"A um brasileiro apercebido dos seus deveres de solidariedade para com os povos que pertencem ao seu mesmo tipo de civilização específica, não podem deixar de interessar aquelas populações como a de Goa, a de Moçambique, a de Angola, a da Guiné, que olham para o Brasil, em geral, e para São Paulo, em particular, como para uma evidência irrecusável de que talvez esteja em nosso tipo de civilização a solução mais adequada aos problemas de encontro de europeus com não-europeus em regiões tropicais e quase tropicais. Donde a necessidade de cada vez mais passarmos, os brasileiros, a pensar, a sentir e a agir como um povo em grande parte responsável pelo destino de outros povos, separados de nós por grandes distâncias físicas porém próximos de nós pelas formas de cultura; e cujo futuro, como cultura em desenvolvimento, talvez seja inseparável do futuro brasileiro.

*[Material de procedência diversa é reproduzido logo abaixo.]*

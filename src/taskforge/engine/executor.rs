// Copyright (c) 2018 Jason White
//
// Permission is hereby granted, free of charge, to any person obtaining a copy
// of this software and associated documentation files (the "Software"), to deal
// in the Software without restriction, including without limitation the rights
// to use, copy, modify, merge, publish, distribute, sublicense, and/or sell
// copies of the Software, and to permit persons to whom the Software is
// furnished to do so, subject to the following conditions:
//
// The above copyright notice and this permission notice shall be included in
// all copies or substantial portions of the Software.
//
// THE SOFTWARE IS PROVIDED "AS IS", WITHOUT WARRANTY OF ANY KIND, EXPRESS OR
// IMPLIED, INCLUDING BUT NOT LIMITED TO THE WARRANTIES OF MERCHANTABILITY,
// FITNESS FOR A PARTICULAR PURPOSE AND NONINFRINGEMENT. IN NO EVENT SHALL THE
// AUTHORS OR COPYRIGHT HOLDERS BE LIABLE FOR ANY CLAIM, DAMAGES OR OTHER
// LIABILITY, WHETHER IN AN ACTION OF CONTRACT, TORT OR OTHERWISE, ARISING FROM,
// OUT OF OR IN CONNECTION WITH THE SOFTWARE OR THE USE OR OTHER DEALINGS IN
// THE SOFTWARE.
use std::collections::HashMap;

use crate::error::Error;
use crate::graph::Graph;
use crate::hooks::{TaskSetupAction, TaskTeardownAction};
use crate::log::Log;
use crate::name::CanonicalName;
use crate::report::Report;
use crate::runner::TaskRunner;
use crate::strategy::ExecutionStrategy;
use crate::task::Task;

/// Picks how a target's traversal order is driven.
///
/// `Sequential` runs nodes one at a time on the calling thread.
/// `GroupedParallel` runs each independent group of nodes concurrently, one
/// scoped thread per task, waiting for the whole group before starting the
/// next. `workers` is currently unused by the scheduling itself -- every task
/// in a group gets its own thread -- but is kept so a future bounded pool can
/// be swapped in without an API break, mirroring the teacher's traversal
/// taking an explicit `threads: usize` even though its scheduler spawns
/// per-node.
#[derive(Debug, Clone, Copy)]
pub enum Executor {
    Sequential,
    GroupedParallel { workers: usize },
}

impl Default for Executor {
    fn default() -> Self {
        Executor::Sequential
    }
}

impl Executor {
    pub(crate) fn run<C, S, L>(
        &self,
        graph: &Graph<CanonicalName>,
        target: &CanonicalName,
        tasks: &HashMap<CanonicalName, Task<C>>,
        context: &C,
        strategy: &S,
        log: &L,
        task_setup: Option<&TaskSetupAction<C>>,
        task_teardown: Option<&TaskTeardownAction<C>>,
        report: &Report,
    ) -> Result<(), Error>
    where
        C: Send + Sync,
        S: ExecutionStrategy<C>,
        L: Log,
    {
        match self {
            Executor::Sequential => {
                for name in graph.traverse(target)? {
                    let task = tasks.get(&name).expect("graph node without a task");
                    let runner = TaskRunner::new(strategy, log, task_setup, task_teardown, report);
                    runner.run(task, context, &name == target)?;
                }
                Ok(())
            }
            Executor::GroupedParallel { .. } => {
                for group in graph.traverse_and_group(target)? {
                    let results: Vec<(CanonicalName, Result<(), Error>)> = crossbeam::scope(|scope| {
                        let handles: Vec<_> = group
                            .iter()
                            .map(|name| {
                                let task = tasks.get(name).expect("graph node without a task");
                                let runner =
                                    TaskRunner::new(strategy, log, task_setup, task_teardown, report);
                                let is_target = name == target;
                                let name = name.clone();
                                scope.spawn(move |_| {
                                    let result = runner.run(task, context, is_target);
                                    (name, result)
                                })
                            })
                            .collect();

                        handles.into_iter().map(|h| h.join().unwrap()).collect()
                    })
                    .unwrap();

                    let mut first_failure = None;
                    for (name, result) in results {
                        if let Err(err) = result {
                            if first_failure.is_none() {
                                first_failure = Some(err);
                            } else {
                                log.error(&format!(
                                    "task '{}' also failed, discarding: {}",
                                    name, err
                                ));
                            }
                        }
                    }

                    if let Some(err) = first_failure {
                        return Err(err);
                    }
                }
                Ok(())
            }
        }
    }
}
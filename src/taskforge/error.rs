// Copyright (c) 2017 Jason White
//
// Permission is hereby granted, free of charge, to any person obtaining a copy
// of this software and associated documentation files (the "Software"), to deal
// in the Software without restriction, including without limitation the rights
// to use, copy, modify, merge, publish, distribute, sublicense, and/or sell
// copies of the Software, and to permit persons to whom the Software is
// furnished to do so, subject to the following conditions:
//
// The above copyright notice and this permission notice shall be included in
// all copies or substantial portions of the Software.
//
// THE SOFTWARE IS PROVIDED "AS IS", WITHOUT WARRANTY OF ANY KIND, EXPRESS OR
// IMPLIED, INCLUDING BUT NOT LIMITED TO THE WARRANTIES OF MERCHANTABILITY,
// FITNESS FOR A PARTICULAR PURPOSE AND NONINFRINGEMENT. IN NO EVENT SHALL THE
// AUTHORS OR COPYRIGHT HOLDERS BE LIABLE FOR ANY CLAIM, DAMAGES OR OTHER
// LIABILITY, WHETHER IN AN ACTION OF CONTRACT, TORT OR OTHERWISE, ARISING FROM,
// OUT OF OR IN CONNECTION WITH THE SOFTWARE OR THE USE OR OTHER DEALINGS IN
// THE SOFTWARE.
use std::fmt;

use failure::Fail;

/// The single error kind returned by every fallible operation in this crate.
///
/// All other errors trickle down into this one. Structural errors (bad
/// registration, a malformed graph) are raised before any user code runs;
/// execution errors wrap whatever a user-supplied action, hook, or handler
/// raised.
#[derive(Fail, Debug, PartialEq)]
pub enum Error {
    /// A task with this name is already registered (case-insensitively).
    #[fail(display = "a task named '{}' is already registered", _0)]
    DuplicateTask(String),

    /// A node with this name is already present in the graph.
    #[fail(display = "node '{}' already exists in the graph", _0)]
    DuplicateNode(String),

    /// An edge from a node to itself was attempted.
    #[fail(display = "'{}' cannot depend on itself", _0)]
    ReflexiveEdge(String),

    /// The inverse of an existing edge was attempted.
    #[fail(
        display = "cannot connect '{}' -> '{}': the inverse edge already exists",
        _0, _1
    )]
    InverseEdge(String, String),

    /// A back-edge was encountered during traversal.
    #[fail(display = "cycle detected while traversing from '{}'", _0)]
    CyclicGraph(String),

    /// A task declared a dependency on a name that was never registered.
    #[fail(
        display = "task '{}' depends on unknown task '{}'",
        task, dependency
    )]
    UnknownDependency { task: String, dependency: String },

    /// `run_target` was given a target that is not a registered task.
    #[fail(display = "unknown target '{}'", _0)]
    UnknownTarget(String),

    /// A required argument was missing or empty.
    #[fail(display = "invalid argument: {}", _0)]
    InvalidArgument(String),

    /// The target's own criteria denied it from running.
    #[fail(display = "target '{}' was skipped by its own criteria", _0)]
    TargetSkipped(String),

    /// A user-supplied action, hook, or handler failed. This is the catch-all
    /// used by a host `ExecutionStrategy` to lift a foreign error into this
    /// crate's error type.
    #[fail(display = "{}", _0)]
    UserActionFailure(String),
}

impl Error {
    /// Convenience constructor for wrapping an arbitrary user error.
    pub fn user<E: fmt::Display>(err: E) -> Error {
        Error::UserActionFailure(err.to_string())
    }
}
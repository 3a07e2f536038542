// Copyright (c) 2018 Jason White
//
// Permission is hereby granted, free of charge, to any person obtaining a copy
// of this software and associated documentation files (the "Software"), to deal
// in the Software without restriction, including without limitation the rights
// to use, copy, modify, merge, publish, distribute, sublicense, and/or sell
// copies of the Software, and to permit persons to whom the Software is
// furnished to do so, subject to the following conditions:
//
// The above copyright notice and this permission notice shall be included in
// all copies or substantial portions of the Software.
//
// THE SOFTWARE IS PROVIDED "AS IS", WITHOUT WARRANTY OF ANY KIND, EXPRESS OR
// IMPLIED, INCLUDING BUT NOT LIMITED TO THE WARRANTIES OF MERCHANTABILITY,
// FITNESS FOR A PARTICULAR PURPOSE AND NONINFRINGEMENT. IN NO EVENT SHALL THE
// AUTHORS OR COPYRIGHT HOLDERS BE LIABLE FOR ANY CLAIM, DAMAGES OR OTHER
// LIABILITY, WHETHER IN AN ACTION OF CONTRACT, TORT OR OTHERWISE, ARISING FROM,
// OUT OF OR IN CONNECTION WITH THE SOFTWARE OR THE USE OR OTHER DEALINGS IN
// THE SOFTWARE.

/// Diagnostic logging capability consumed by the engine and the task runner.
///
/// Never used for control flow -- only to narrate what the engine is doing.
/// A host that wants colorized output, a progress bar, or a structured event
/// sink supplies its own implementation; [`DefaultLog`] is the crate's
/// baseline, forwarding to the `log` crate's global logger.
pub trait Log: Send + Sync {
    fn error(&self, message: &str);
    fn info(&self, message: &str);
}

/// Forwards to `log::error!`/`log::info!`. Whatever logger implementation a
/// host installs (env_logger, a structured subscriber, ...) picks these up
/// for free.
#[derive(Debug, Default, Clone, Copy)]
pub struct DefaultLog;

impl Log for DefaultLog {
    fn error(&self, message: &str) {
        log::error!("{}", message);
    }

    fn info(&self, message: &str) {
        log::info!("{}", message);
    }
}
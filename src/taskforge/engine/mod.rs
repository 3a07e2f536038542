// Copyright (c) 2018 Jason White
//
// Permission is hereby granted, free of charge, to any person obtaining a copy
// of this software and associated documentation files (the "Software"), to deal
// in the Software without restriction, including without limitation the rights
// to use, copy, modify, merge, publish, distribute, sublicense, and/or sell
// copies of the Software, and to permit persons to whom the Software is
// furnished to do so, subject to the following conditions:
//
// The above copyright notice and this permission notice shall be included in
// all copies or substantial portions of the Software.
//
// THE SOFTWARE IS PROVIDED "AS IS", WITHOUT WARRANTY OF ANY KIND, EXPRESS OR
// IMPLIED, INCLUDING BUT NOT LIMITED TO THE WARRANTIES OF MERCHANTABILITY,
// FITNESS FOR A PARTICULAR PURPOSE AND NONINFRINGEMENT. IN NO EVENT SHALL THE
// AUTHORS OR COPYRIGHT HOLDERS BE LIABLE FOR ANY CLAIM, DAMAGES OR OTHER
// LIABILITY, WHETHER IN AN ACTION OF CONTRACT, TORT OR OTHERWISE, ARISING FROM,
// OUT OF OR IN CONNECTION WITH THE SOFTWARE OR THE USE OR OTHER DEALINGS IN
// THE SOFTWARE.
mod executor;

pub use self::executor::Executor;

use std::collections::HashMap;

use crate::error::Error;
use crate::graph::GraphBuilder;
use crate::hooks::{SetupAction, TaskSetupAction, TaskTeardownAction, TeardownAction};
use crate::log::{DefaultLog, Log};
use crate::name::CanonicalName;
use crate::report::Report;
use crate::strategy::ExecutionStrategy;
use crate::task::{Task, TaskBuilder};

/// Registers tasks and drives their execution for a chosen target.
///
/// Generic over the opaque build context `C` a host's tasks and hooks need
/// (the engine never inspects it, the same way the teacher's `Build` type
/// never interprets what a rule's command line actually does) and over the
/// diagnostic log `L` it narrates its progress through.
pub struct Engine<C, L = DefaultLog> {
    tasks: HashMap<CanonicalName, Task<C>>,
    order: Vec<CanonicalName>,
    executor: Executor,
    log: L,
    setup: Option<SetupAction<C>>,
    teardown: Option<TeardownAction<C>>,
    task_setup: Option<TaskSetupAction<C>>,
    task_teardown: Option<TaskTeardownAction<C>>,
}

impl<C> Engine<C, DefaultLog> {
    /// Creates an engine that runs tasks with the given executor, logging
    /// diagnostics through the `log` crate's global logger.
    pub fn new(executor: Executor) -> Engine<C, DefaultLog> {
        Engine::with_log(executor, DefaultLog)
    }
}

impl<C, L: Log> Engine<C, L> {
    /// Creates an engine with an explicit [`Log`] implementation, for a host
    /// that wants its own diagnostic narration instead of `DefaultLog`.
    pub fn with_log(executor: Executor, log: L) -> Engine<C, L> {
        Engine {
            tasks: HashMap::new(),
            order: Vec::new(),
            executor,
            log,
            setup: None,
            teardown: None,
            task_setup: None,
            task_teardown: None,
        }
    }

    /// Starts building a task named `name`. Fails with
    /// [`Error::DuplicateTask`] if a task with this name (case-insensitively)
    /// is already registered -- the same check [`Engine::add_task`] makes,
    /// performed up front so the spec-named registration step itself rejects
    /// a collision instead of only catching it once the builder is finished.
    /// The resulting `Task` is not registered until it is handed to
    /// [`Engine::add_task`] -- `TaskBuilder` has no engine handle to register
    /// itself against.
    pub fn register_task<S: Into<String>>(&self, name: S) -> Result<TaskBuilder<C>, Error> {
        let name = name.into();
        let canonical = CanonicalName::new(name.clone());
        if self.tasks.contains_key(&canonical) {
            return Err(Error::DuplicateTask(name));
        }
        Ok(TaskBuilder::new(name))
    }

    /// Adds a fully-built task to the engine. Fails with
    /// [`Error::DuplicateTask`] if a task with this name (case-insensitively)
    /// is already registered.
    pub fn add_task(&mut self, task: Task<C>) -> Result<(), Error> {
        let name = task.name().clone();
        if self.tasks.contains_key(&name) {
            return Err(Error::DuplicateTask(name.to_string()));
        }
        self.order.push(name.clone());
        self.tasks.insert(name, task);
        Ok(())
    }

    pub fn register_setup_action(&mut self, action: SetupAction<C>) {
        self.setup = Some(action);
    }

    pub fn register_teardown_action(&mut self, action: TeardownAction<C>) {
        self.teardown = Some(action);
    }

    pub fn register_task_setup_action(&mut self, action: TaskSetupAction<C>) {
        self.task_setup = Some(action);
    }

    pub fn register_task_teardown_action(&mut self, action: TaskTeardownAction<C>) {
        self.task_teardown = Some(action);
    }

    /// Builds the graph, resolves `target`, and drives execution through the
    /// engine's configured executor. Build setup/teardown always bracket the
    /// run; setup failure skips task execution entirely but teardown is
    /// still invoked, with `exception_was_thrown = true`.
    pub fn run_target<S>(&self, context: &C, strategy: &S, target: &str) -> Result<Report, Error>
    where
        C: Send + Sync,
        S: ExecutionStrategy<C>,
    {
        if target.trim().is_empty() {
            return Err(Error::InvalidArgument("target must not be empty".into()));
        }

        let target = CanonicalName::new(target);
        let report = Report::new();

        let task_list: Vec<&Task<C>> = self
            .order
            .iter()
            .map(|name| self.tasks.get(name).expect("order/tasks out of sync"))
            .collect();

        let graph = GraphBuilder::build_from_refs(&task_list)?;

        if !graph.exists(&target) {
            return Err(Error::UnknownTarget(target.to_string()));
        }

        let mut setup_failure = None;
        if let Some(setup) = &self.setup {
            if let Err(err) = strategy.perform_setup(setup, context) {
                self.log.error(&format!("build setup failed: {}", err));
                setup_failure = Some(err);
            }
        }

        let run_result = if setup_failure.is_none() {
            self.executor.run(
                &graph,
                &target,
                &self.tasks,
                context,
                strategy,
                &self.log,
                self.task_setup.as_ref(),
                self.task_teardown.as_ref(),
                &report,
            )
        } else {
            Ok(())
        };

        let exception_was_thrown = setup_failure.is_some() || run_result.is_err();

        if let Some(teardown) = &self.teardown {
            if let Err(teardown_err) =
                strategy.perform_teardown(teardown, context, exception_was_thrown)
            {
                if !exception_was_thrown {
                    return Err(teardown_err);
                }
                self.log
                    .error(&format!("build teardown failed: {}", teardown_err));
            }
        }

        if let Some(err) = setup_failure {
            return Err(err);
        }
        run_result?;

        Ok(report)
    }
}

Em livro recente e ricamente sugestivo, prejudicado menos que o do Professor Jacques Lambert pelo gôsto excessivo de generalização, mas ainda assim um tanto incontinente em certas de suas generalizações, um sociólogo francês, que todos os estudiosos brasileiros de assuntos sociológicos estimam e admiram - o Professor Roger Bastide - reconhece ter o Brasil se tornado potência demasiado grande para limitar seu destino à América do Sul. É uma nação que tem, a seu ver, papel internacional a desempenhar no Mundo de hoje. E refere-se, a êsse propósito, à idéia de uma federação de países de língua portuguêsa, infelizmente sem considerar, como devia ter considerado, a base sociológica para uma tal federação de evidente importância política, oferecida por aquêles seus colegas brasileiros que vêm sugerindo a especificidade de uma civilização dinâmicamente luso-tropical: civilização em desenvolvimento e não estabilizada. Idéia a que opõe a de uma "missão mais bela"- palavras suas - para o Brasil que seria a de pertencer o mesmo Brasil, de modo evidentemente mais efetivo, a um mundo latino que, a seu ver, deve erguer-se entre o mundo anglo-saxônico e o mundo eslavo, para salvar valores hoje ameaçados. A civilização latina estaria na Europa sob o perigo de imobilizar-se em formas arcaicas. O Brasil poderia concorrer para o seu revigoramento. E, desempenhando êsse papel, seria a grande nação mediadora entre a América, a África e a Europa.
Não vejo por que essa missão não possa vir a ser desempenhada pelo Brasil. Em certo sentido, e à revelia de políticos brasileiros ainda arcaicos em seus métodos de fazer política, é uma missão que já está sendo desempenhada pela cultura brasileira através dos seus Villa-Lobos, dos seus arquitetos modernos, dos seus pintores atuais, de alguns dos seus modernos pensadores e cientistas sociais.
Mas para cumprir essa missão, no melhor sentido da palavra, platônica, pensam alguns sociólogos brasileiros caber ao Brasil, agir, antes, aristotèlicamente, isto é, pragmàticamente; e articular-se com os demais povos hispano-tropicais, em geral, e luso-tropicias, em particular - povos que já não são particularmente latinos porém vêm juntando a uma herança multieuropéia valores de culturas tropicais, ameríndias, africanas e asianas, através de métodos especificamente hispânicos de interpenetração - numa possível comunidade federada. Assim, aquela sua mediação representará para o homem moderno alguma coisa mais do que a experiência brasileira: um conjunto de experiências da parte de portadores de uma cultura da mesma origem européia, que em vez de pretenderem guardar pura e apolínea essa cultura, misturaram-se a culturas não-européias, criando novas culturas que se vêm adaptando aos trópicos sem sacrifício de valores apurados pela experiência européia.
Dessas experiências, a experiência brasileira talvez seja a mais arrojada: a vanguarda. Mas não a única. Melhor é para o homem moderno receber os benefícios do conjunto de tais experiências que, mais do que uma mediação entre a Europa, a América e a África, podem representar uma mediação mais vasta e mais plástica: entre a Europa e o Trópico. E o grande mediador entre a Europa e o Trópico tem sido, não um vago latino, mas o hispano. Principalmente o português, a ser continuado num futuro já presente, pelo brasileiro."
Fonte: FREYRE, Gilberto. O Brasil, mediador entre a Europa e o trópico. O Cruzeiro. Rio de Janeiro, 22 jul. 1961.